Having stayed up most of the night to watch the U.S. election returns, I am feeling rather dazed today -- but in a good way. I feel equal parts jubilation and amazement, my head aches, and my throat hurts from constantly being on the verge of tears. Anything seems to set me off: Obama's acceptance speech, McCain's concession speech, the simple and hopeful words of an elderly African woman who was speaking on Radio 4 this morning.

For weeks now, I have felt an anxiety something like a constant lowgrade fever and stomach ache combined. Having suffered indignant disbelief in 2000, and bitter disappointment in 2004, I have hardly dared hope too much for a more positive outcome in 2008. The Bush Years have tested my patriotism, and made me very uncomfortable, at times, to be an American abroad. Despite knowing the isolationist, non-passport holding tendencies of many Americans, I have still railed at the seemingly oblivious lack of regard for the opinions of the rest of the world. Every time President Bush has boasted of bringing democracy to another benighted corner of the globe, it has set my teeth on edge.

There is a certain kind of American that I have trouble understanding. Why is a totally self-made black man -- surely the epitome of the American Dream -- criticized for being elitist? How can a rich white man, who has benefited from nepotism and cronyism his entire life, be considered "just folks" and the true representative of Joe Six-Pack? And why, speaking of beer, does wanting to share a brew with the man count as a solid qualification for the most important job in the world? Shouldn't demonstrated intelligence, eloquence, coolness under pressure, and a law degree count for a bit more?
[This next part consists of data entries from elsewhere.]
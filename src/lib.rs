// Copyright (c) 2025, The Ruskit Authors
// MIT License
// All rights reserved.

//! Bounded retry with dead-letter escalation over RabbitMQ.
//!
//! Events are published to a topic exchange and consumed from a durable
//! queue. Failed deliveries are rejected into a TTL-delayed retry queue that
//! feeds back into the main exchange; after three retries, counted from the
//! broker's own `x-death` history, a message is moved to a dead-letter queue.

mod otel;

pub mod channel;
pub mod config;
pub mod consumer;
pub mod dispatcher;
pub mod errors;
pub mod exchange;
pub mod handler;
pub mod logging;
pub mod publisher;
pub mod queue;
pub mod retry;
pub mod topology;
No matter how comfortable I feel in England, I know that Americans will always be family . . . precisely because they can make me so crazy.

They can also make me so proud.

Most people think that Barack Obama, at age 47, is a young man to be President. Yet he was born into an America which wouldn't even pass the Civil Rights Act until he was three years old. He was already 14, a young teenager, when a court order demanded that the Houston Independent School District comply with desegregation.

A few years ago I was teaching in an inner-city Houston school, and I was amazed to discover that most of my black students seemed to think -- de facto -- that all white teachers were racist. Our city was flooded by Hurricane Katrina refugees that year, and the consensus opinion was outrage, but hardly surprise. Indeed, the neglect of the U.S. Government just seemed to confirm what many of these young Americans had suspected all along. They knew so little, really; but somehow they had already learned cynicism.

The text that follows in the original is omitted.